▸ **WHAT YOU WILL DO**
List each line of the data that holds the string "ApiState", please.

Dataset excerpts
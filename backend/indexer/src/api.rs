//! Axum REST API handlers.

use std::sync::Arc;

use axum::{
    extract::{Path, State},
    http::StatusCode,
    response::{IntoResponse, Response},
    routing::get,
    Json, Router,
};
use serde::Serialize;
use sqlx::SqlitePool;
use tower_http::cors::CorsLayer;
use tower_http::trace::TraceLayer;

use crate::db;
use crate::errors::{IndexerError, Result};
use crate::events::EventRecord;

#[derive(Clone)]
pub struct ApiState {
    pub pool: SqlitePool,
}

pub fn router(state: Arc<ApiState>) -> Router {
    Router::new()
        .route("/health", get(health))
        .route("/events", get(get_all_events))
        .route("/sales/:id/events", get(get_sale_events))
        .route("/buyers/:address/events", get(get_buyer_events))
        .layer(CorsLayer::permissive())
        .layer(TraceLayer::new_for_http())
        .with_state(state)
}

// ─────────────────────────────────────────────────────────
// Response shapes
// ─────────────────────────────────────────────────────────

#[derive(Serialize)]
pub struct SaleEventsResponse {
    pub sale_id: String,
    pub count: usize,
    pub events: Vec<EventRecord>,
}

#[derive(Serialize)]
pub struct BuyerEventsResponse {
    pub address: String,
    pub count: usize,
    pub events: Vec<EventRecord>,
}

#[derive(Serialize)]
pub struct AllEventsResponse {
    pub count: usize,
    pub events: Vec<EventRecord>,
}

#[derive(Serialize)]
pub struct HealthResponse {
    pub status: &'static str,
    pub version: &'static str,
}

#[derive(Serialize)]
pub struct ErrorResponse {
    pub error: String,
}

impl IntoResponse for IndexerError {
    fn into_response(self) -> Response {
        tracing::error!("API error: {self}");
        (
            StatusCode::INTERNAL_SERVER_ERROR,
            Json(ErrorResponse {
                error: self.to_string(),
            }),
        )
            .into_response()
    }
}

// ─────────────────────────────────────────────────────────
// Handlers
// ─────────────────────────────────────────────────────────

/// `GET /health`
pub async fn health() -> impl IntoResponse {
    Json(HealthResponse {
        status: "ok",
        version: env!("CARGO_PKG_VERSION"),
    })
}

/// `GET /sales/:id/events`
///
/// Every indexed event for one sale, oldest first.
pub async fn get_sale_events(
    State(state): State<Arc<ApiState>>,
    Path(sale_id): Path<String>,
) -> Result<Json<SaleEventsResponse>> {
    let events = db::get_events_for_sale(&state.pool, &sale_id).await?;
    Ok(Json(SaleEventsResponse {
        sale_id,
        count: events.len(),
        events,
    }))
}

/// `GET /buyers/:address/events`
///
/// Purchases and claims credited to `address`, plus any other event that
/// names it as the actor.
pub async fn get_buyer_events(
    State(state): State<Arc<ApiState>>,
    Path(address): Path<String>,
) -> Result<Json<BuyerEventsResponse>> {
    let events = db::get_events_for_actor(&state.pool, &address).await?;
    Ok(Json(BuyerEventsResponse {
        address,
        count: events.len(),
        events,
    }))
}

/// `GET /events`
pub async fn get_all_events(State(state): State<Arc<ApiState>>) -> Result<Json<AllEventsResponse>> {
    let events = db::get_all_events(&state.pool).await?;
    Ok(Json(AllEventsResponse {
        count: events.len(),
        events,
    }))
}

▸ **EXPECTED ANSWER**
pub struct ApiState {
pub fn router(state: Arc<ApiState>) -> Router {
    State(state): State<Arc<ApiState>>,
    State(state): State<Arc<ApiState>>,
pub async fn get_all_events(State(state): State<Arc<ApiState>>) -> Result<Json<AllEventsResponse>> {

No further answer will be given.